Tamanna Naseer, associate editor, The Wire English

Not having a degree in journalism has bothered me slightly at times. Last year, I enrolled in a postgraduate course in Mass Communication at IGNOU. I was overjoyed this December when I received my mark sheet and certificate, confirming that I had passed the exam and earned a post graduate diploma in mass communication.

Jehangir Ali, correspondent

I got shortlisted for an Oxford fellowship!

Pavan Korada, data analyst, The Wire

My 10-year-old nephew has taken an interest in math. He’s already fascinated by proofs and axioms. I’m thrilled to learn this, and I cannot wait to calculate the area under a curve between two points with him.
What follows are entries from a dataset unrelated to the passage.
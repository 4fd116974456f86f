pub mod errors;
pub mod market;
pub mod portfolio;
pub mod ports;
pub mod risk;
pub mod types;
Sharmita Kar, assistant editor, The Wire English

The opposition grew stronger in parliament. It was a baby step for our democracy but at least it reinstated some faith. 
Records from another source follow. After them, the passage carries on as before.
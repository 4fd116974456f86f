use chrono::Utc;
use rust_decimal::Decimal;
use rust_decimal::prelude::{FromPrimitive, ToPrimitive};
use std::collections::VecDeque;
use tracing::debug;

use crate::domain::portfolio::PortfolioSnapshot;
use crate::domain::risk::limits::RiskLimitSet;
use crate::domain::risk::metrics::RiskMetrics;
use crate::domain::types::{OrderSide, RationaleCode, SizingDecision, TradeProposal};

/// Win/loss statistics accumulated from realized trade outcomes
#[derive(Debug, Clone, Copy, PartialEq)]
pub struct KellyStats {
    pub win_rate: f64,
    pub avg_win: f64,
    pub avg_loss: f64,
    pub sample_size: usize,
}

impl KellyStats {
    /// Full Kelly fraction f* = (b*p - q) / b where b is the payoff ratio.
    /// Negative edge or degenerate losses yield zero.
    pub fn kelly_fraction(&self) -> f64 {
        if self.avg_loss <= 0.0 || self.avg_win <= 0.0 {
            return 0.0;
        }
        let b = self.avg_win / self.avg_loss;
        let p = self.win_rate;
        let q = 1.0 - p;
        ((b * p - q) / b).max(0.0)
    }
}

/// Realized outcomes kept for the Kelly estimate. Old trades say little
/// about the current edge, and the buffer must not grow for the process
/// lifetime.
const OUTCOME_WINDOW: usize = 500;

/// Streams realized per-trade PnL into win/loss statistics over a rolling
/// window of the most recent outcomes
#[derive(Debug, Clone)]
pub struct KellyAccumulator {
    window: usize,
    outcomes: VecDeque<f64>,
}

impl Default for KellyAccumulator {
    fn default() -> Self {
        Self::new(OUTCOME_WINDOW)
    }
}

impl KellyAccumulator {
    pub fn new(window: usize) -> Self {
        Self {
            window: window.max(1),
            outcomes: VecDeque::new(),
        }
    }

    pub fn record_outcome(&mut self, pnl: f64) {
        // Break-even trades carry no information
        if !pnl.is_finite() || pnl == 0.0 {
            return;
        }
        self.outcomes.push_back(pnl);
        while self.outcomes.len() > self.window {
            self.outcomes.pop_front();
        }
    }

    pub fn sample_size(&self) -> usize {
        self.outcomes.len()
    }

    pub fn stats(&self) -> Option<KellyStats> {
        let n = self.outcomes.len();
        if n == 0 {
            return None;
        }
        let (mut wins, mut win_sum, mut loss_sum) = (0usize, 0.0f64, 0.0f64);
        for &pnl in &self.outcomes {
            if pnl > 0.0 {
                wins += 1;
                win_sum += pnl;
            } else {
                loss_sum += -pnl;
            }
        }
        let losses = n - wins;
        Some(KellyStats {
            win_rate: wins as f64 / n as f64,
            avg_win: if wins == 0 { 0.0 } else { win_sum / wins as f64 },
            avg_loss: if losses == 0 { 0.0 } else { loss_sum / losses as f64 },
            sample_size: n,
        })
    }
}

#[derive(Debug, Clone)]
pub struct SizingConfig {
    /// Fraction of full Kelly actually deployed
    pub kelly_fraction: f64,
    /// Below this many realized outcomes Kelly is skipped entirely
    pub kelly_min_samples: usize,
    /// Annualized portfolio volatility the book is steered toward
    pub target_portfolio_vol: f64,
    /// Floor for the correlation penalty multiplier
    pub min_correlation_scale: f64,
}

impl Default for SizingConfig {
    fn default() -> Self {
        Self {
            kelly_fraction: 0.25,
            kelly_min_samples: 30,
            target_portfolio_vol: 0.20,
            min_correlation_scale: 0.1,
        }
    }
}

/// Derive the approved quantity for a trade proposal.
///
/// Pure and synchronous: all inputs are immutable snapshots, so the same
/// proposal against the same state always yields the same decision. Never
/// returns more than was requested and never more than the hard caps allow.
pub fn size_position(
    proposal: &TradeProposal,
    snapshot: &PortfolioSnapshot,
    metrics: &RiskMetrics,
    limits: &RiskLimitSet,
    cfg: &SizingConfig,
    kelly: Option<&KellyStats>,
    mark_price: Decimal,
) -> SizingDecision {
    let mut rationale = Vec::new();
    let equity = snapshot.total_value.to_f64().unwrap_or(0.0);
    let price = mark_price.to_f64().unwrap_or(0.0);

    if equity <= 0.0 || price <= 0.0 {
        rationale.push(RationaleCode::MissingPrice);
        return SizingDecision {
            approved_quantity: Decimal::ZERO,
            max_allowed_quantity: Decimal::ZERO,
            rationale,
            limit_version: limits.version,
            decided_at: Utc::now(),
        };
    }

    let held = snapshot.position_quantity(&proposal.symbol);

    // Sells only ever reduce exposure; cap at the held quantity and skip
    // the sizing ladder entirely.
    if proposal.side == OrderSide::Sell {
        let approved = proposal.requested_quantity.min(held.max(Decimal::ZERO));
        rationale.push(RationaleCode::ReducingTrade);
        return SizingDecision {
            approved_quantity: approved.round_dp(4),
            max_allowed_quantity: held.max(Decimal::ZERO).round_dp(4),
            rationale,
            limit_version: limits.version,
            decided_at: Utc::now(),
        };
    }

    if metrics.insufficient_data || metrics.stale {
        rationale.push(RationaleCode::DegradedMetrics);
    }

    // Target position value as a fraction of equity, starting from the
    // concentration ceiling and shrinking from there.
    let mut target_fraction = limits.max_position_pct;

    // Fractional Kelly, only once enough outcomes have accrued
    match kelly {
        Some(stats) if stats.sample_size >= cfg.kelly_min_samples && !metrics.insufficient_data => {
            let f = stats.kelly_fraction() * cfg.kelly_fraction;
            if f > 0.0 {
                target_fraction = target_fraction.min(f);
                rationale.push(RationaleCode::KellySized);
            } else {
                rationale.push(RationaleCode::KellySkipped);
            }
        }
        _ => rationale.push(RationaleCode::KellySkipped),
    }

    // Volatility targeting: scale so the asset's contribution steers the
    // book toward the target annualized volatility
    let asset_vol = metrics.asset_vol(&proposal.symbol).unwrap_or(1.0).max(1e-6);
    let vol_fraction = cfg.target_portfolio_vol / asset_vol;
    if vol_fraction < target_fraction {
        target_fraction = vol_fraction;
        rationale.push(RationaleCode::VolatilityTarget);
    }

    // Correlation penalty against existing holdings
    let held_symbols: Vec<String> = snapshot
        .positions
        .keys()
        .filter(|s| s.as_str() != proposal.symbol)
        .cloned()
        .collect();
    if let Some(max_corr) = metrics
        .correlation
        .max_correlation_with(&proposal.symbol, &held_symbols)
    {
        if max_corr > 0.5 {
            let scale = (1.0 - max_corr).max(cfg.min_correlation_scale);
            target_fraction *= scale;
            rationale.push(RationaleCode::CorrelationScaled);
        }
    }

    // Hard cap: resulting position (including what is already held) must
    // stay within the concentration limit
    let held_value = (held.max(Decimal::ZERO) * mark_price).to_f64().unwrap_or(0.0);
    let max_position_value = limits.max_position_pct * equity;
    let mut allowed_value = (target_fraction * equity).min(max_position_value - held_value);
    if allowed_value < target_fraction * equity {
        rationale.push(RationaleCode::ClippedByPositionLimit);
    }

    // Hard cap: single-order notional ceiling
    if allowed_value > limits.max_order_value_usd {
        allowed_value = limits.max_order_value_usd;
        rationale.push(RationaleCode::ClippedByOrderValue);
    }

    let max_allowed_qty = Decimal::from_f64((allowed_value.max(0.0)) / price)
        .unwrap_or(Decimal::ZERO)
        .round_dp(4);
    let approved = proposal.requested_quantity.min(max_allowed_qty).max(Decimal::ZERO);

    debug!(
        symbol = %proposal.symbol,
        requested = %proposal.requested_quantity,
        approved = %approved,
        target_fraction,
        "Sized trade proposal"
    );

    SizingDecision {
        approved_quantity: approved.round_dp(4),
        max_allowed_quantity: max_allowed_qty,
        rationale,
        limit_version: limits.version,
        decided_at: Utc::now(),
    }
}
Elisha Vermani, news producer, The Wire English

The anti-CAA protests in New Delhi in 2019 were the first protest movement I’d seen take shape in front of my eyes. It was heartwarming to see people come together against a divisive law but it was more heartwarming to see them come together under the nazm of a Pakistani poet – Hum Dekhenge by Faiz Ahmed Faiz. This year, I got the opportunity to meet his daughter and artist Salima Hashmi, and tell her this in a letter that she very sweetly made the time to respond to!

Saikat Majumdar, author

A difficult year was lit up by the filmmaker Anup Singh, director of Qissa and The Song of Scorpions, when he shared with me his completed screenplay of the film he is making based on my 2015 novel The Firebird, about a young boy’s complicated relation with his mother’s life as a theatre actress in Calcutta.
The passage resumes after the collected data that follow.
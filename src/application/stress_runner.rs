//! Scheduled stress testing.
//!
//! Scenario rounds run on the blocking pool against an immutable snapshot.
//! A watcher on the snapshot epoch flips a cancellation flag if fresher
//! portfolio state arrives mid-run; a cancelled round is discarded rather
//! than reported against stale state.

use anyhow::Result;
use serde_json::json;
use std::sync::Arc;
use std::sync::atomic::{AtomicBool, Ordering};
use std::time::Duration;
use tracing::{info, warn};

use crate::application::engine::RiskEngine;
use crate::application::metrics_service::MetricsService;
use crate::application::snapshot_store::SnapshotStore;
use crate::domain::ports::NotificationService;
use crate::domain::risk::limits::SharedLimits;
use crate::domain::risk::stress::{StressScenario, propose_tightening, run_scenario};
use crate::domain::types::{Alert, Severity};

pub struct StressRunner {
    store: Arc<SnapshotStore>,
    metrics_service: Arc<MetricsService>,
    limits: Arc<SharedLimits>,
    engine: Arc<RiskEngine>,
    notifier: Arc<dyn NotificationService>,
    scenarios: Vec<StressScenario>,
    mc_paths: usize,
    mc_seed: u64,
    pub interval: Duration,
}

impl StressRunner {
    #[allow(clippy::too_many_arguments)]
    pub fn new(
        store: Arc<SnapshotStore>,
        metrics_service: Arc<MetricsService>,
        limits: Arc<SharedLimits>,
        engine: Arc<RiskEngine>,
        notifier: Arc<dyn NotificationService>,
        scenarios: Vec<StressScenario>,
        mc_paths: usize,
        mc_seed: u64,
        interval: Duration,
    ) -> Self {
        Self {
            store,
            metrics_service,
            limits,
            engine,
            notifier,
            scenarios,
            mc_paths,
            mc_seed,
            interval,
        }
    }

    /// Run every scenario against the current snapshot. Returns Ok(false)
    /// when the round was abandoned because newer state arrived.
    pub async fn run_once(&self) -> Result<bool> {
        let epoch = self.store.current_epoch();
        let portfolio = self.store.portfolio().await;
        let metrics = self.metrics_service.current().await;
        let scenarios = self.scenarios.clone();
        let mc_paths = self.mc_paths;
        let mc_seed = self.mc_seed;

        let cancel = Arc::new(AtomicBool::new(false));
        let watcher = {
            let cancel = cancel.clone();
            let mut epoch_rx = self.store.subscribe_epoch();
            tokio::spawn(async move {
                while epoch_rx.changed().await.is_ok() {
                    if *epoch_rx.borrow() != epoch {
                        cancel.store(true, Ordering::Relaxed);
                        break;
                    }
                }
            })
        };

        let cancel_for_run = cancel.clone();
        let outcome = tokio::task::spawn_blocking(move || {
            scenarios
                .iter()
                .map(|scenario| {
                    run_scenario(
                        scenario,
                        &portfolio,
                        &metrics,
                        mc_paths,
                        mc_seed,
                        &cancel_for_run,
                    )
                })
                .collect::<Result<Vec<_>, _>>()
        })
        .await?;
        watcher.abort();

        let results = match outcome {
            Ok(results) => results,
            Err(_) => {
                warn!("Stress round abandoned: portfolio snapshot superseded mid-run");
                return Ok(false);
            }
        };

        for result in &results {
            info!(
                scenario = %result.scenario,
                projected_pnl = %result.projected_pnl,
                projected_return = result.projected_return,
                var_99 = result.var_99_under_scenario,
                survives = result.survives,
                "Stress scenario evaluated"
            );
        }

        let active = self.limits.get().await;
        let proposal = propose_tightening(&results, &active);
        if let Some(proposed) = &proposal {
            let alert = Alert::new(
                Severity::Warning,
                format!(
                    "Stress testing proposes tightened limits {} v{}; approval required",
                    proposed.name, proposed.version
                ),
                json!({
                    "proposal": proposed.name,
                    "version": proposed.version,
                    "active_version": active.version,
                }),
            );
            if let Err(err) = self.notifier.emit_alert(alert).await {
                warn!(error = %err, "Failed to deliver stress proposal alert");
            }
        }
        self.engine.set_stress_results(results, proposal).await;
        Ok(true)
    }

    pub async fn run(self: Arc<Self>) {
        let mut ticker = tokio::time::interval(self.interval);
        ticker.set_missed_tick_behavior(tokio::time::MissedTickBehavior::Delay);
        loop {
            ticker.tick().await;
            if let Err(err) = self.run_once().await {
                warn!(error = %err, "Stress round failed");
            }
        }
    }
}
Deep Mukherjee, news producer, The Wire English

I bought a motorcycle, something that I had wanted for a long time.

Armanur Rahman, news producer, The Wire

Definitely joining The Wire.

Rohit Kumar, contributor, The Wire

To see that despite all the power of propaganda at its disposal, and its near complete control of most government agencies, the BJP still couldn’t manage a simple majority in the Lok Sabha elections. It showed me that much of India still believes in the values enshrined in the Constitution.

Banjot Kaur, health reporter, The Wire

My colleague and fellow reporter Sukanya Shantha achieved a rare feat in journalism. Her series of stories revealed how prisoners in Indian jails were assigned chores on the basis of their castes. A Scheduled Caste inmate would be asked to clean the floor and the toilets. 

A bench led by former Chief Justice of India, D.Y. Chandrachud delivered a landmark judgement that struck down this rule from the jail manuals and instructed that the caste column be removed from the prison registers. 

Ajoy Ashirwad Mahaprashasta, political editor, The Wire

Indians have a way of keeping its democracy at work all the time. When it felt that the Narendra Modi brand is unbeatable in Uttar Pradesh, given its absolute dominance in the state over the last decade, the electorate handed the BJP a resounding defeat in the Lok Sabha elections. Journalists scampered to look for a rational way of explaining such an outcome, but undoing all such explanations was the saffron party’s particularly humiliating loss in Ayodhya, the seat of the Ram Janmabhoomi movement that also was at the top of BJP’s electoral priorities in the run-up to the polls. This unpredictability keeps us journalists always on our toes, and makes us love our profession despite all the risks involved in it.